Inoltre, non sarebbe del tutto improprio affermare che una buona parte della teoria economica non ortodossa del secondo Novecento ha sostenuto la necessità dell’intervento pubblico nei sistemi economici. Guardando ad approcci parzialmente alternativi alla teoria neoclassica, contributi come quello offertoci dalle visioni di ispirazione keynesiana della macroeconomia, oppure della behavioural economics in microeconomia, hanno certamente minato il sogno di vedere, nel mondo reale, il realizzarsi spontaneo degli ideali della welfare economics.

Ma è la stessa teoria neoclassica, per come si è andata a sviluppare negli ultimi 5 decenni (e invero da Pigou in poi), che ha fatto emergere un numero crescente di quelli che in gergo si chiamano fallimenti di mercato, ossia tipi di circostanze dove il libero mercato, se non corretto dall’intervento pubblico, produce risultati non ottimali dal punto di vista dell’efficienza complessiva del sistema. Esempi comuni hanno a che vedere con le esternalità, le asimmetrie informative, e la presenza di forme di mercato non concorrenziali.
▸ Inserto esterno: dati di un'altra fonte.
use falab_lib::automaton::{
    product::{boolean, Mode},
    Cell, Fa,
};
use falab_lib::error::FaError;

fn cell(target: &str) -> Cell {
    match target {
        "@v" => Cell::Void,
        name => Cell::To(name.to_string()),
    }
}

/// Total DFA over {a, b} accepting strings ending in `a`.
fn ends_in_a() -> Fa {
    Fa {
        alphabet: vec!["a".into(), "b".into()],
        states: vec!["A0".into(), "A1".into()],
        initial: "A0".into(),
        acceptance: vec!["A1".into()],
        transitions: vec![
            vec![cell("A1"), cell("A0")],
            vec![cell("A1"), cell("A0")],
        ],
    }
}

/// Total DFA over {a, b} accepting strings of even length.
fn even_length() -> Fa {
    Fa {
        alphabet: vec!["a".into(), "b".into()],
        states: vec!["B0".into(), "B1".into()],
        initial: "B0".into(),
        acceptance: vec!["B0".into()],
        transitions: vec![
            vec![cell("B1"), cell("B1")],
            vec![cell("B0"), cell("B0")],
        ],
    }
}

#[test]
fn intersection_of_ends_in_a_and_even_length() {
    let product = boolean(&[ends_in_a(), even_length()], Mode::Intersection).unwrap();

    assert_eq!(product.states.len(), 4);
    assert_eq!(product.initial, "A0|B0");
    assert_eq!(product.acceptance, vec!["A1|B0".to_string()]);

    assert!(product.run("aa").accepted);
    assert!(!product.run("a").accepted);
    assert!(!product.run("ab").accepted);
    assert!(product.run("bbba").accepted);
}

#[test]
fn union_matches_disjunction_of_the_components() {
    let a = ends_in_a();
    let b = even_length();
    let product = boolean(&[a.clone(), b.clone()], Mode::Union).unwrap();

    for word in [
        "", "a", "b", "aa", "ab", "ba", "bb", "aab", "abb", "abab", "baba", "bbbab",
    ] {
        assert_eq!(
            product.run(word).accepted,
            a.run(word).accepted || b.run(word).accepted,
            "disagreement on {:?}",
            word
        );
    }
}

#[test]
fn intersection_matches_conjunction_of_the_components() {
    let a = ends_in_a();
    let b = even_length();
    let product = boolean(&[a.clone(), b.clone()], Mode::Intersection).unwrap();

    for word in ["", "a", "aa", "ab", "ba", "aaba", "abab", "bba"] {
        assert_eq!(
            product.run(word).accepted,
            a.run(word).accepted && b.run(word).accepted,
            "disagreement on {:?}",
            word
        );
    }
}

#[test]
fn three_way_product_enumerates_the_full_cross_space() {
    let product = boolean(
        &[ends_in_a(), even_length(), ends_in_a()],
        Mode::Intersection,
    )
    .unwrap();

    assert_eq!(product.states.len(), 8);
    assert_eq!(product.initial, "A0|B0|A0");
    assert!(product.run("aa").accepted);
    assert!(!product.run("ab").accepted);
}

#[test]
fn alphabet_order_matters() {
    let mut swapped = even_length();
    swapped.alphabet = vec!["b".into(), "a".into()];

    assert!(matches!(
        boolean(&[ends_in_a(), swapped], Mode::Union),
        Err(FaError::AlphabetMismatch(_))
    ));
}

#[test]
fn fewer_than_two_inputs_is_an_arity_error() {
    assert!(matches!(
        boolean(&[ends_in_a()], Mode::Union),
        Err(FaError::Arity(_))
    ));
    assert!(matches!(boolean(&[], Mode::Union), Err(FaError::Arity(_))));
}

#[test]
fn undefined_component_edge_voids_the_product_cell() {
    let mut partial = ends_in_a();
    partial.transitions[0][1] = Cell::Void;

    let product = boolean(&[partial, even_length()], Mode::Union).unwrap();
    let row = product
        .states
        .iter()
        .position(|s| s == "A0|B0")
        .unwrap();
    assert_eq!(product.transitions[row][1], Cell::Void);
}
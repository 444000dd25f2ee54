use falab_lib::automaton::{regex::regex_to_nfa, Cell, Fa};
use falab_lib::error::FaError;
use falab_lib::validation::assert_same_language;

#[test]
fn thompson_of_ab() {
    let nfa = regex_to_nfa("ab").unwrap();

    assert_eq!(nfa.states, vec!["q0", "q1", "q2", "q3"]);
    assert_eq!(nfa.alphabet, vec!["a", "b", "@e"]);
    assert_eq!(nfa.initial, "q0");
    assert_eq!(nfa.acceptance, vec!["q3".to_string()]);

    // q0 -a-> q1 -ε-> q2 -b-> q3
    assert_eq!(nfa.transitions[0][0], Cell::To("q1".into()));
    assert_eq!(nfa.transitions[1][2], Cell::To("q2".into()));
    assert_eq!(nfa.transitions[2][1], Cell::To("q3".into()));

    assert!(nfa.run("ab").accepted);
    assert!(!nfa.run("a").accepted);
    assert!(!nfa.run("ba").accepted);
}

#[test]
fn empty_language_and_empty_word() {
    let empty = regex_to_nfa("∅").unwrap();
    assert_eq!(empty.states.len(), 1);
    assert!(empty.acceptance.is_empty());
    assert!(!empty.run("").accepted);

    let epsilon = regex_to_nfa("ε").unwrap();
    assert_eq!(epsilon.states.len(), 1);
    assert_eq!(epsilon.acceptance, vec!["q0".to_string()]);
    assert!(epsilon.run("").accepted);

    // the empty input denotes the empty language
    let blank = regex_to_nfa("").unwrap();
    assert!(blank.acceptance.is_empty());
}

#[test]
fn union_star_and_plus() {
    let nfa = regex_to_nfa("(a∪b)*abb").unwrap();
    for accepted in ["abb", "aabb", "babb", "abababb"] {
        assert!(nfa.run(accepted).accepted, "expected {:?}", accepted);
    }
    for rejected in ["", "ab", "abba", "bba"] {
        assert!(!nfa.run(rejected).accepted, "did not expect {:?}", rejected);
    }

    // the canonical minimal acceptor of (a|b)*abb has four states
    let minimal = nfa.determinize().unwrap().minimize().unwrap();
    assert_eq!(minimal.states.len(), 4);

    let plus = regex_to_nfa("a+").unwrap();
    assert!(!plus.run("").accepted);
    assert!(plus.run("a").accepted);
    assert!(plus.run("aaa").accepted);

    let star = regex_to_nfa("a∗").unwrap();
    assert!(star.run("").accepted);
    assert!(star.run("aa").accepted);
}

#[test]
fn parse_failures_surface_as_parse_errors() {
    assert!(matches!(regex_to_nfa("(ab"), Err(FaError::Parse(_))));
    assert!(matches!(regex_to_nfa("a)b"), Err(FaError::Parse(_))));
}

/// Two-state DFA accepting `a*b`.
fn a_star_b() -> Fa {
    Fa {
        alphabet: vec!["a".into(), "b".into()],
        states: vec!["p".into(), "r".into()],
        initial: "p".into(),
        acceptance: vec!["r".into()],
        transitions: vec![
            vec![Cell::To("p".into()), Cell::To("r".into())],
            vec![Cell::Void, Cell::Void],
        ],
    }
}

#[test]
fn state_elimination_of_a_star_b() {
    let dfa = a_star_b();
    let regex = dfa.to_regex().unwrap();

    // parenthesization is not canonical; compare languages instead
    let round_tripped = regex_to_nfa(&regex).unwrap();
    assert_same_language(&dfa, &round_tripped, 6);
    assert!(round_tripped.run("b").accepted);
    assert!(round_tripped.run("aaab").accepted);
    assert!(!round_tripped.run("ba").accepted);
}

#[test]
fn state_elimination_of_the_empty_language() {
    let no_acceptance = Fa {
        acceptance: vec![],
        ..a_star_b()
    };
    assert_eq!(no_acceptance.to_regex().unwrap(), "∅");
}

#[test]
fn regex_round_trip_preserves_the_language() {
    for regex in ["ab", "a*", "ab∪ba"] {
        let nfa = regex_to_nfa(regex).unwrap();
        let eliminated = nfa.to_regex().unwrap();
        let again = regex_to_nfa(&eliminated).unwrap();
        assert_same_language(&nfa, &again, 5);
    }

    // the larger expressions go through the DFA pipeline first, which keeps
    // the eliminated strings small
    for regex in ["(a∪b)*abb", "a+b", "(ab)*"] {
        let nfa = regex_to_nfa(regex).unwrap();
        let dfa = nfa.determinize().unwrap().minimize().unwrap();
        let again = regex_to_nfa(&dfa.to_regex().unwrap()).unwrap();
        assert_same_language(&nfa, &again, 6);
    }
}

#[test]
fn thompson_output_satisfies_the_shape_invariants() {
    for regex in ["(a∪b)*abb", "a+b∪ε", "((a))", "abc"] {
        let nfa = regex_to_nfa(regex).unwrap();

        assert_eq!(nfa.transitions.len(), nfa.states.len());
        for row in &nfa.transitions {
            assert_eq!(row.len(), nfa.alphabet.len());
        }
        assert!(nfa.states.contains(&nfa.initial));
        for accept in &nfa.acceptance {
            assert!(nfa.states.contains(accept));
        }
        for row in &nfa.transitions {
            for cell in row {
                for target in cell.targets() {
                    assert!(nfa.states.iter().any(|s| s == target));
                }
            }
        }
    }
}
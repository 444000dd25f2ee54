use std::{process::Stdio, time::Duration};

use falab_lib::{config::RenderConfig, error::FaError};
use rand::{distr::Alphanumeric, Rng};
use regex::Regex;
use tokio::{io::AsyncWriteExt, process::Command, time::timeout};

pub struct Rendered {
    pub tex: String,
    pub svg: String,
}

/// Runs the DOT to TikZ to PDF to SVG pipeline. Every stage is an external
/// tool bounded by the configured wall-clock timeout; a stage that exceeds
/// it is killed and surfaces as `OperationFailed`.
pub async fn render(dot: &str, config: &RenderConfig) -> Result<Rendered, FaError> {
    let tex = dot_to_tex(dot, config).await?;
    let tex = fix_pipe_symbols(&tex);
    let svg = tex_to_svg(&tex, config).await?;

    Ok(Rendered { tex, svg })
}

/// Random identifier for a render artifact or scratch directory.
pub fn fresh_id() -> String {
    rand::rng()
        .sample_iter(Alphanumeric)
        .take(16)
        .map(char::from)
        .collect()
}

async fn dot_to_tex(dot: &str, config: &RenderConfig) -> Result<String, FaError> {
    let mut child = Command::new("dot2tex")
        .args(["--crop", "-ftikz"])
        .stdin(Stdio::piped())
        .stdout(Stdio::piped())
        .stderr(Stdio::piped())
        .kill_on_drop(true)
        .spawn()
        .map_err(|e| FaError::OperationFailed(format!("spawning dot2tex: {}", e)))?;

    if let Some(mut stdin) = child.stdin.take() {
        stdin
            .write_all(dot.as_bytes())
            .await
            .map_err(|e| FaError::OperationFailed(format!("piping into dot2tex: {}", e)))?;
    }

    let output = timeout(*config.get_dot2tex_timeout(), child.wait_with_output())
        .await
        .map_err(|_| FaError::OperationFailed("dot2tex timed out".to_string()))?
        .map_err(|e| FaError::OperationFailed(format!("dot2tex: {}", e)))?;

    if !output.status.success() {
        return Err(FaError::OperationFailed(format!(
            "dot2tex failed: {}",
            String::from_utf8_lossy(&output.stderr)
        )));
    }

    String::from_utf8(output.stdout)
        .map_err(|e| FaError::OperationFailed(format!("dot2tex output: {}", e)))
}

async fn tex_to_svg(tex: &str, config: &RenderConfig) -> Result<String, FaError> {
    let tex = if tex.contains("\\documentclass") {
        tex.to_string()
    } else {
        format!(
            "\\documentclass[border=10pt]{{standalone}}\n\
             \\usepackage{{tikz}}\n\
             \\usetikzlibrary{{arrows,automata,positioning}}\n\
             \\begin{{document}}\n{}\n\\end{{document}}",
            tex
        )
    };

    let work_dir = std::path::Path::new(config.get_work_dir()).join(fresh_id());
    tokio::fs::create_dir_all(&work_dir)
        .await
        .map_err(|e| FaError::OperationFailed(format!("creating work dir: {}", e)))?;

    let tex_file = work_dir.join("input.tex");
    tokio::fs::write(&tex_file, &tex)
        .await
        .map_err(|e| FaError::OperationFailed(format!("writing tex: {}", e)))?;

    run_tool(
        Command::new("pdflatex")
            .args(["-interaction=nonstopmode", "-halt-on-error", "-output-directory"])
            .arg(&work_dir)
            .arg(&tex_file),
        *config.get_latex_timeout(),
        "pdflatex",
    )
    .await?;

    let svg_file = work_dir.join("output.svg");
    run_tool(
        Command::new("pdf2svg")
            .arg(work_dir.join("input.pdf"))
            .arg(&svg_file),
        *config.get_latex_timeout(),
        "pdf2svg",
    )
    .await?;

    let svg = tokio::fs::read_to_string(&svg_file)
        .await
        .map_err(|e| FaError::OperationFailed(format!("reading svg: {}", e)))?;

    // scratch space; removal failures are not fatal
    let _ = tokio::fs::remove_dir_all(&work_dir).await;

    Ok(svg)
}

async fn run_tool(command: &mut Command, limit: Duration, name: &str) -> Result<(), FaError> {
    let child = command
        .stdout(Stdio::piped())
        .stderr(Stdio::piped())
        .kill_on_drop(true)
        .spawn()
        .map_err(|e| FaError::OperationFailed(format!("spawning {}: {}", name, e)))?;

    let output = timeout(limit, child.wait_with_output())
        .await
        .map_err(|_| FaError::OperationFailed(format!("{} timed out", name)))?
        .map_err(|e| FaError::OperationFailed(format!("{}: {}", name, e)))?;

    if !output.status.success() {
        return Err(FaError::OperationFailed(format!(
            "{} failed: {}",
            name,
            String::from_utf8_lossy(&output.stderr)
        )));
    }

    Ok(())
}

/// TikZ post-processing: node identifiers in parentheses lose their pipe
/// separators, labels in braces keep them as math-mode `$|$`, and the `@e`
/// and `@t` sentinels become their mathematical glyphs.
pub fn fix_pipe_symbols(tex: &str) -> String {
    let node_id = Regex::new(r"\(([^)]*\|[^)]*)\)").unwrap();
    let node_label = Regex::new(r"\{([^}]*\|[^}]*)\}").unwrap();
    let math_label = Regex::new(r"\{[^}]*@.[^}]*\}").unwrap();

    let tex = node_id.replace_all(tex, |caps: &regex::Captures| {
        format!("({})", caps[1].replace('|', ""))
    });
    let tex = node_label.replace_all(&tex, |caps: &regex::Captures| {
        format!("{{{}}}", caps[1].replace('|', "$|$"))
    });
    let tex = math_label.replace_all(&tex, |caps: &regex::Captures| {
        caps[0].replace("@e", "$\\varepsilon$")
    });
    let tex = math_label.replace_all(&tex, |caps: &regex::Captures| {
        caps[0].replace("@t", "$\\emptyset$")
    });

    tex.into_owned()
}

#[cfg(test)]
mod tests {
    use super::*;

    #[test]
    fn pipes_in_node_identifiers_are_concatenated() {
        assert_eq!(fix_pipe_symbols("\\node (q0|q1) at"), "\\node (q0q1) at");
    }

    #[test]
    fn pipes_in_labels_become_math_mode() {
        assert_eq!(fix_pipe_symbols("{q0|q1}"), "{q0$|$q1}");
    }

    #[test]
    fn sentinels_become_glyphs_inside_labels() {
        assert_eq!(fix_pipe_symbols("{@e}"), "{$\\varepsilon$}");
        assert_eq!(fix_pipe_symbols("{@t}"), "{$\\emptyset$}");
    }

    #[test]
    fn plain_text_is_untouched() {
        assert_eq!(fix_pipe_symbols("\\draw (a) -- (b);"), "\\draw (a) -- (b);");
    }

    #[test]
    fn fresh_ids_are_filename_safe() {
        let id = fresh_id();
        assert_eq!(id.len(), 16);
        assert!(id.chars().all(|c| c.is_ascii_alphanumeric()));
    }
}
E veniamo all’opportunità che ci viene offerta. Il fondamentalismo del mercato, come lo ha chiamato Dani Rodrik, ha provato a scavare un solco fra economia e società, rappresentando la prima come ambito tecnico e de-politicizzato. Le conseguenze di lungo periodo di una tale visione, come lo stesso Polanyi sosteneva e come il recente riemergere di movimenti populisti ha sostanzialmente confermato, mettono a repentaglio la stabilità dei sistemi liberal democratici. I cittadini, stanchi di essere assoggettati a logiche economiche che li vedono come mere pedine da sacrificare, si gettano nelle braccia di chi promette loro di domare il mercato ora e per sempre. E questo avviene al netto della plausibilità delle soluzioni offerte, o dei mezzi, spesso moralmente e politicamente nefasti, proposti.

Nella breccia ideologica e cognitiva che si sta aprendo si può e si deve, invece, riportare il tema della distribuzione delle risorse economiche al centro del dibattito pubblico e, tramite questo, sottoporlo al vaglio di criteri di giustizia sociale. Giustizia qui intesa come redistribuzione delle risorse generate con l’aiuto del mercato, ma anche come pre-distribuzione, ossia come alterazione delle regole del gioco e della distribuzione iniziale degli asset in modo da favorire, ad esempio, una maggiore eguaglianza di opportunità. Questa, in sintesi, la lezione di Rawls, ma anche di economisti come Meade e più di recente Atkinson e Piketty.

Le sfide che attendono i paesi occidentali sono invero assai complesse. Una gestione più consapevole dell’integrazione economica globale e del cambiamento tecnologico, ma anche una politica condivisa ed efficace per evitare le conseguenze del cambiamento climatico, rappresentano soltanto alcune di esse. Sono però sfide che vanno affrontate non unicamente in nome dell’efficienza e della crescita economica, ma anche dell’equità e dello sviluppo sostenibile. Non farlo ci esporrebbe certamente a un fallimento di tipo etico e morale, ma anche politico-istituzionale, di portata storica.